◆ Task item ◆
Repeat each entry in full, exactly.

◆ Dataset content ◆
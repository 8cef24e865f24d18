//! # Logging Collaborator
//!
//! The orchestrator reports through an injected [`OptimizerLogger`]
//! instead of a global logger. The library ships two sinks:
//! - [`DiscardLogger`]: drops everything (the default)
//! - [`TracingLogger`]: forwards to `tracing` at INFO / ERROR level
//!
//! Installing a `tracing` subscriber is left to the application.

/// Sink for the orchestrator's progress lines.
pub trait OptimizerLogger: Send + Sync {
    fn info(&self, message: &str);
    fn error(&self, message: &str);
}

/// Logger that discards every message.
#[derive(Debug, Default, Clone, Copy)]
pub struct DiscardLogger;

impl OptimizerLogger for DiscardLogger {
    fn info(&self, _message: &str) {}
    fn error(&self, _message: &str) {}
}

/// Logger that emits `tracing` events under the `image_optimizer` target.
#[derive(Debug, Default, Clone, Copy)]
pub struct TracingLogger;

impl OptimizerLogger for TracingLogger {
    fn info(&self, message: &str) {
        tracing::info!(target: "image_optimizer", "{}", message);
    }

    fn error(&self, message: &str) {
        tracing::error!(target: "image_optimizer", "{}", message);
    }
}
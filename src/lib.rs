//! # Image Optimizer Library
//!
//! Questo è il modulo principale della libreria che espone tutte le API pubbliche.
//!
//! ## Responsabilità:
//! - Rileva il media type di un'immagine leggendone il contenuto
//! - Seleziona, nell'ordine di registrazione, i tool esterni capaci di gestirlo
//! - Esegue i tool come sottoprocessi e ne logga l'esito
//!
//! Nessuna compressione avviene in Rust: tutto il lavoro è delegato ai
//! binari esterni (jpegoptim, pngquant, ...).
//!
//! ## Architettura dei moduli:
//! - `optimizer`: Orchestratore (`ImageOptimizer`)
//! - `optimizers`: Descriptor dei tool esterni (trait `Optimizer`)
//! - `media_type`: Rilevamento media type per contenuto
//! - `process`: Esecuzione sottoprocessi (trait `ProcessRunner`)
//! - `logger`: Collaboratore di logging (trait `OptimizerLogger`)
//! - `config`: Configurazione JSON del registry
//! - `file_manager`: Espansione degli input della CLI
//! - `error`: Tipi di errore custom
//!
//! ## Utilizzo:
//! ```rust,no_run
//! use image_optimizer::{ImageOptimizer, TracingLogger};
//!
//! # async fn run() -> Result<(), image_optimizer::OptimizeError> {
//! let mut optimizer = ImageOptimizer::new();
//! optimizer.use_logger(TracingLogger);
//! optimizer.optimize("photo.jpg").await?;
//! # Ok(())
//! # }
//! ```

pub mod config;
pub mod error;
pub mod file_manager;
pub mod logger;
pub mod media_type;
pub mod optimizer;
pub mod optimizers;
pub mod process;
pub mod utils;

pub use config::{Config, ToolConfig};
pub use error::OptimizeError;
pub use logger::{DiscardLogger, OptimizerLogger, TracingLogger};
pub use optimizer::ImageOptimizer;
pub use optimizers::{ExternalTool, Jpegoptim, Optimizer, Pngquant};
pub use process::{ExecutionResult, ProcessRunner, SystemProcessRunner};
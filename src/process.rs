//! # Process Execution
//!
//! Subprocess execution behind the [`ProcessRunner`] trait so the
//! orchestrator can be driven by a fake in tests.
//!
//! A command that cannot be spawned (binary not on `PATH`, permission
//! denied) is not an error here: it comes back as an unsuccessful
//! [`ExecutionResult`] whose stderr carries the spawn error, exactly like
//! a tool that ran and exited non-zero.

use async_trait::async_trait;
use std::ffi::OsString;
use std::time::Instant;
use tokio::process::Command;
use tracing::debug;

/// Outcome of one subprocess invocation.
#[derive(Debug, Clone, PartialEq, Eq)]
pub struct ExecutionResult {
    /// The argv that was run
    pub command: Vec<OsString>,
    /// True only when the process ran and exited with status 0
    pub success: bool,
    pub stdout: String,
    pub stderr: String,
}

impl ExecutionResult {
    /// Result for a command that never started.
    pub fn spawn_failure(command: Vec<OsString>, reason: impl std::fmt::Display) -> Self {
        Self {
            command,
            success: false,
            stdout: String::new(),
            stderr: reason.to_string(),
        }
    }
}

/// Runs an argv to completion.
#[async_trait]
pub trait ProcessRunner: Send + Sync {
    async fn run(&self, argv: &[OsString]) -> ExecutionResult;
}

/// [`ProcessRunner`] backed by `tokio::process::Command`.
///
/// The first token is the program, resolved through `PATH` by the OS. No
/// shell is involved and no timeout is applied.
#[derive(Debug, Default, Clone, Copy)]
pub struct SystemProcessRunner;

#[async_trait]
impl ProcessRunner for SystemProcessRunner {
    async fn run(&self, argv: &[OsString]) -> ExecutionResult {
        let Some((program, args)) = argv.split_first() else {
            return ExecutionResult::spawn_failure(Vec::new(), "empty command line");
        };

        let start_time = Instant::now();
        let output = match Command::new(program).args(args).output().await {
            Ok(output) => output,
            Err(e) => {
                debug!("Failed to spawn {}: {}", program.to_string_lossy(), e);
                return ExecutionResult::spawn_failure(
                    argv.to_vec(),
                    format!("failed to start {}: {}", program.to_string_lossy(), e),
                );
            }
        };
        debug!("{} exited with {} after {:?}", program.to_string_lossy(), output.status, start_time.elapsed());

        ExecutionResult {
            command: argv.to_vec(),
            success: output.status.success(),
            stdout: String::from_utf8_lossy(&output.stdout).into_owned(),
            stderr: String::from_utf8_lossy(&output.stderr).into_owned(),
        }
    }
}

◆ Written answer ◆
repository 8cef24e865f24d18
//! # Logging Collaborator
//!
//! The orchestrator reports through an injected [`OptimizerLogger`]
//! instead of a global logger. The library ships two sinks:
//! - [`DiscardLogger`]: drops everything (the default)
//! - [`TracingLogger`]: forwards to `tracing` at INFO / ERROR level
//!
//! Installing a `tracing` subscriber is left to the application.

/// Sink for the orchestrator's progress lines.
pub trait OptimizerLogger: Send + Sync {
    fn info(&self, message: &str);
    fn error(&self, message: &str);
}

/// Logger that discards every message.
#[derive(Debug, Default, Clone, Copy)]
pub struct DiscardLogger;

impl OptimizerLogger for DiscardLogger {
    fn info(&self, _message: &str) {}
    fn error(&self, _message: &str) {}
}

/// Logger that emits `tracing` events under the `image_optimizer` target.
#[derive(Debug, Default, Clone, Copy)]
pub struct TracingLogger;

impl OptimizerLogger for TracingLogger {
    fn info(&self, message: &str) {
        tracing::info!(target: "image_optimizer", "{}", message);
    }

    fn error(&self, message: &str) {
        tracing::error!(target: "image_optimizer", "{}", message);
    }
}
filename src/lib.rs
//! # Image Optimizer Library
//!
//! Questo è il modulo principale della libreria che espone tutte le API pubbliche.
//!
//! ## Responsabilità:
//! - Rileva il media type di un'immagine leggendone il contenuto
//! - Seleziona, nell'ordine di registrazione, i tool esterni capaci di gestirlo
//! - Esegue i tool come sottoprocessi e ne logga l'esito
//!
//! Nessuna compressione avviene in Rust: tutto il lavoro è delegato ai
//! binari esterni (jpegoptim, pngquant, ...).
//!
//! ## Architettura dei moduli:
//! - `optimizer`: Orchestratore (`ImageOptimizer`)
//! - `optimizers`: Descriptor dei tool esterni (trait `Optimizer`)
//! - `media_type`: Rilevamento media type per contenuto
//! - `process`: Esecuzione sottoprocessi (trait `ProcessRunner`)
//! - `logger`: Collaboratore di logging (trait `OptimizerLogger`)
//! - `config`: Configurazione JSON del registry
//! - `file_manager`: Espansione degli input della CLI
//! - `error`: Tipi di errore custom
//!
//! ## Utilizzo:
//! ```rust,no_run
//! use image_optimizer::{ImageOptimizer, TracingLogger};
//!
//! # async fn run() -> Result<(), image_optimizer::OptimizeError> {
//! let mut optimizer = ImageOptimizer::new();
//! optimizer.use_logger(TracingLogger);
//! optimizer.optimize("photo.jpg").await?;
//! # Ok(())
//! # }
//! ```

pub mod config;
pub mod error;
pub mod file_manager;
pub mod logger;
pub mod media_type;
pub mod optimizer;
pub mod optimizers;
pub mod process;
pub mod utils;

pub use config::{Config, ToolConfig};
pub use error::OptimizeError;
pub use logger::{DiscardLogger, OptimizerLogger, TracingLogger};
pub use optimizer::ImageOptimizer;
pub use optimizers::{ExternalTool, Jpegoptim, Optimizer, Pngquant};
pub use process::{ExecutionResult, ProcessRunner, SystemProcessRunner};
filename src/process.rs
//! # Process Execution
//!
//! Subprocess execution behind the [`ProcessRunner`] trait so the
//! orchestrator can be driven by a fake in tests.
//!
//! A command that cannot be spawned (binary not on `PATH`, permission
//! denied) is not an error here: it comes back as an unsuccessful
//! [`ExecutionResult`] whose stderr carries the spawn error, exactly like
//! a tool that ran and exited non-zero.

use async_trait::async_trait;
use std::ffi::OsString;
use std::time::Instant;
use tokio::process::Command;
use tracing::debug;

/// Outcome of one subprocess invocation.
#[derive(Debug, Clone, PartialEq, Eq)]
pub struct ExecutionResult {
    /// The argv that was run
    pub command: Vec<OsString>,
    /// True only when the process ran and exited with status 0
    pub success: bool,
    pub stdout: String,
    pub stderr: String,
}

impl ExecutionResult {
    /// Result for a command that never started.
    pub fn spawn_failure(command: Vec<OsString>, reason: impl std::fmt::Display) -> Self {
        Self {
            command,
            success: false,
            stdout: String::new(),
            stderr: reason.to_string(),
        }
    }
}

/// Runs an argv to completion.
#[async_trait]
pub trait ProcessRunner: Send + Sync {
    async fn run(&self, argv: &[OsString]) -> ExecutionResult;
}

/// [`ProcessRunner`] backed by `tokio::process::Command`.
///
/// The first token is the program, resolved through `PATH` by the OS. No
/// shell is involved and no timeout is applied.
#[derive(Debug, Default, Clone, Copy)]
pub struct SystemProcessRunner;

#[async_trait]
impl ProcessRunner for SystemProcessRunner {
    async fn run(&self, argv: &[OsString]) -> ExecutionResult {
        let Some((program, args)) = argv.split_first() else {
            return ExecutionResult::spawn_failure(Vec::new(), "empty command line");
        };

        let start_time = Instant::now();
        let output = match Command::new(program).args(args).output().await {
            Ok(output) => output,
            Err(e) => {
                debug!("Failed to spawn {}: {}", program.to_string_lossy(), e);
                return ExecutionResult::spawn_failure(
                    argv.to_vec(),
                    format!("failed to start {}: {}", program.to_string_lossy(), e),
                );
            }
        };
        debug!("{} exited with {} after {:?}", program.to_string_lossy(), output.status, start_time.elapsed());

        ExecutionResult {
            command: argv.to_vec(),
            success: output.status.success(),
            stdout: String::from_utf8_lossy(&output.stdout).into_owned(),
            stderr: String::from_utf8_lossy(&output.stderr).into_owned(),
        }
    }
}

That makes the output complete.